Trump talks about Iran this April 1st
Yesterday President Donald Trump announced that he had reached a ceasefire agreement with the Iranian regime, involving the reopening of the Strait of Hormuz and the start of a round of negotiations around the demands of both sides.
Immediately, the Iranian regime activated its entire propaganda apparatus. Global, far-left allies and enemies of the West also lined up. All, in unison, they proclaimed the same thing: President Trump gave up on Iran, he chickened out and the ayatollahs have won.
This is paradoxical, because a few hours earlier all that propaganda apparatus, after Trump said that on Tuesday night "a civilization" would die, claimed that the United States was ready to commit genocide in Iran. In the evening, the same people said that Trump had chickened out (because, according to them, he did not commit genocide).
The contortions are remarkable: trying to profile as victorious a regime whose supreme leader was blown to smithereens, the entire hierarchy decapitated, the military force diminished, and the nuclear infrastructure in ruins.
It is true that before the war the Strait of Hormuz was open. But, after the bombing, the closure of the Strait became the last and main resort of the Iranian regime to harm the West.

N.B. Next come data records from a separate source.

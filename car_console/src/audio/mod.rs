//! Audio subsystem.
//!
//! Components only name sounds ([`Sound`]); a backend behind
//! [`AudioOutput`] renders them. The loop calls [`AudioOutput::play`] for
//! every one-shot of a tick and [`AudioOutput::set_loop`] once per tick
//! with the resolved continuous track.
//!
//! Backends:
//! - [`LogAudio`] - logs requests, always available
//! - `RodioAudio` - real playback, behind the `playback` feature

mod log;
#[cfg(feature = "playback")]
mod playback;
mod sound;

pub use self::log::LogAudio;
#[cfg(feature = "playback")]
pub use self::playback::RodioAudio;
pub use self::sound::Sound;

use std::path::PathBuf;
use thiserror::Error;

/// Sub-directory of the sounds root holding one-shot samples.
pub const SAMPLES_DIR: &str = "samples";

/// Sub-directory of the sounds root holding loop tracks (`<name>.wav`).
pub const LOOPS_DIR: &str = "loops";

/// Audio backend errors. All of them are startup errors.
#[derive(Debug, Error)]
pub enum AudioError {
    /// A required asset file is missing.
    #[error("missing audio asset {0}")]
    MissingAsset(PathBuf),

    /// An asset exists but cannot be read or decoded.
    #[error("cannot load {path}: {reason}")]
    Load { path: PathBuf, reason: String },

    /// The output device could not be opened.
    #[error("audio device unavailable: {0}")]
    Device(String),
}

/// Renders the sounds the simulation loop asks for.
pub trait AudioOutput {
    /// Play a one-shot sample, overlapping whatever is already playing.
    fn play(&mut self, sound: Sound);

    /// Select the continuous track. Called every tick; switching only
    /// happens when `sound` differs from the current track.
    fn set_loop(&mut self, sound: Sound);
}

Trump made strong threats. The world cried foul. Iran said that they would not bend, but it ended up giving up the most powerful tool to pressure the United States: it announced, together with Trump, that it would open the Strait. He also set out to begin a negotiation according to U.S. terms. A negotiation with the same people who killed their supreme leader and have the entire theocratic leadership, and their children, with the I-don't-know-how-many-virgins in the afterlife.
The thing about destroying a civilization was Trump's last big bet on a negotiation and a deal that would allow the West to regain transit through the Strait of Hormuz, which was of particular urgency for the White House.
The war is not over. There is still no clarity on how the Iranian regime was left and whether, as Trump announced, it really happened or the change of system will come. But there is no way in which the Iranians, come hell or high water, can claim that they prevailed over Trump. Just as one cannot claim that the war was already a resounding triumph for the United States. It is still premature.